Here we are, day two of my seven days of tiny truths. Again, as I look at these mini-declarations, I realize that they really are fairy insignificant wonderings of mine, and yet–somehow–I feel like they say a lot about who I am or have become. As I look over them, I’m not sure that they are good or bad or even anything in-between, but they’ve offered me self-reflection, so … I suppose that is something. At the very least, they’ve made me curious if I am alone, or if you too have mini-truths to share.
So here we go again!
DAY TWO Truth: Bouquets of flowers, though beautiful, tend to make me sad. They remind me of endings as they are usually given at the culmination of something, be it nostalgic, a milestone, or an event much more painful. They are the pretty punctuation to an event, anniversary, or life. Sometimes the too-sweet smell of the freshly cut blossoms immediately turns to a lump in my throat. When given flowers, I tend to flip and dry them so they become something eternally lovely, instead of something I must watch die.
Is that weird?
Does it change anything if it is?
When I was a little girl, I attended many funerals. I think that is where it all began. Then it was performances. Then it was corsages. Then a series of wonder-filled events that I didn’t want to end, that did.

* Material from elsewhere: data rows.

use crate::db::customers::{create_customer, NewCustomer};
use crate::db::scans::{insert_scan, NewScan};
use crate::domain::InterestStatus;
use crate::errors::ServerError;
use crate::router::handle;
use crate::tests::utils::{
    body_json, expect_err, get, init_test_db, post_json, signed_in_consultant,
};
use serde_json::{json, Value};

fn new_customer(db: &crate::db::Database, name: &str) -> String {
    db.with_conn(|conn| {
        create_customer(
            conn,
            &NewCustomer {
                name: Some(name.to_string()),
                ..Default::default()
            },
            0,
        )
    })
    .unwrap()
}

fn scan_at(db: &crate::db::Database, customer: &str, consultant: Option<&str>, at: i64) {
    db.with_conn(|conn| {
        insert_scan(
            conn,
            &NewScan {
                customer_id: customer.to_string(),
                consultant_id: consultant.map(str::to_string),
                interest_status: Some(InterestStatus::Warm),
                interested_in: None,
                follow_up_date: None,
            },
            at,
        )
    })
    .unwrap();
}

fn history_pairs(history: &Value) -> Vec<(String, i64)> {
    history
        .as_array()
        .unwrap()
        .iter()
        .map(|e| {
            let date: chrono::DateTime<chrono::Utc> =
                serde_json::from_value(e["date"].clone()).unwrap();
            (
                e["consultant_id"].as_str().unwrap().to_string(),
                date.timestamp_millis(),
            )
        })
        .collect()
}

#[test]
fn history_collapses_consecutive_scans_per_consultant() {
    let db = init_test_db();
    let (c1, token) = signed_in_consultant(&db, "First");
    let (c2, _) = signed_in_consultant(&db, "Second");
    let customer = new_customer(&db, "Alice");

    scan_at(&db, &customer, Some(c1.as_str()), 1_000);
    scan_at(&db, &customer, Some(c1.as_str()), 2_000);
    scan_at(&db, &customer, None, 2_500);
    scan_at(&db, &customer, Some(c2.as_str()), 3_000);
    scan_at(&db, &customer, Some(c1.as_str()), 4_000);

    let resp = handle(get(&format!("/customers/{customer}/history"), &token), &db).unwrap();
    let history = body_json(resp);

    assert_eq!(
        history_pairs(&history),
        vec![(c1.clone(), 4_000), (c2, 3_000), (c1, 1_000)]
    );
    assert_eq!(history[0]["consultant_name"], "First");
}

#[test]
fn history_of_unknown_customer_is_not_found() {
    let db = init_test_db();
    let (_, token) = signed_in_consultant(&db, "Dana");

    let err = expect_err(handle(get("/customers/ghost/history", &token), &db));
    assert!(matches!(err, ServerError::NotFound));
}

#[test]
fn manual_assignment_starts_a_new_run_and_keeps_status() {
    let db = init_test_db();
    let (dana, token) = signed_in_consultant(&db, "Dana");
    let (robin, _) = signed_in_consultant(&db, "Robin");
    let customer = new_customer(&db, "Bea");
    scan_at(&db, &customer, Some(dana.as_str()), 1_000);

    let resp = handle(
        post_json(
            &format!("/customers/{customer}/assign"),
            &token,
            &json!({ "consultant_id": robin }),
        ),
        &db,
    )
    .unwrap();
    assert_eq!(resp.status(), 201);

    let history = body_json(
        handle(get(&format!("/customers/{customer}/history"), &token), &db).unwrap(),
    );
    let consultants: Vec<&str> = history
        .as_array()
        .unwrap()
        .iter()
        .map(|e| e["consultant_id"].as_str().unwrap())
        .collect();
    assert_eq!(consultants, vec![robin.as_str(), dana.as_str()]);

    let summary = body_json(
        handle(get(&format!("/customers/{customer}"), &token), &db).unwrap(),
    );
    assert_eq!(summary["scan_count"], 2);
}

#[test]
fn assigning_to_unknown_consultant_is_rejected() {
    let db = init_test_db();
    let (_, token) = signed_in_consultant(&db, "Dana");
    let customer = new_customer(&db, "Bea");

    let err = expect_err(handle(
        post_json(
            &format!("/customers/{customer}/assign"),
            &token,
            &json!({ "consultant_id": "nobody" }),
        ),
        &db,
    ));
    assert!(matches!(err, ServerError::BadRequest(_)));
}

#[test]
fn comments_round_trip_newest_first() {
    let db = init_test_db();
    let (dana, token) = signed_in_consultant(&db, "Dana");
    let customer = new_customer(&db, "Cy");
    let uri = format!("/customers/{customer}/comments");

    for body in ["left voicemail", "coming in Saturday"] {
        let resp = handle(post_json(&uri, &token, &json!({ "body": body })), &db).unwrap();
        assert_eq!(resp.status(), 201);
    }

    let comments = body_json(handle(get(&uri, &token), &db).unwrap());
    let comments = comments.as_array().unwrap();

    assert_eq!(comments.len(), 2);
    // Same-millisecond inserts still list the later one first.
    assert_eq!(comments[0]["body"], "coming in Saturday");
    assert_eq!(comments[0]["consultant_id"], dana.as_str());
    assert_eq!(comments[0]["consultant_name"], "Dana");
}

#[test]
fn empty_comment_is_a_bad_request() {
    let db = init_test_db();
    let (_, token) = signed_in_consultant(&db, "Dana");
    let customer = new_customer(&db, "Cy");

    let err = expect_err(handle(
        post_json(
            &format!("/customers/{customer}/comments"),
            &token,
            &json!({ "body": "   " }),
        ),
        &db,
    ));
    assert!(matches!(err, ServerError::BadRequest(_)));
}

Maybe it’s less about flowers and more about the impermanence of beautiful things. Still … I recognize that beautiful things are sometimes so because they are impermanent. As Robert Frost said, “Nothing gold can stay.” Isn’t that what makes for the truly perfect moments, the magnificent colors and blooms … the fact that we know we are witnessing something precious and fleeting?
What about you? How do you feel about the bittersweetness of temporary treasures?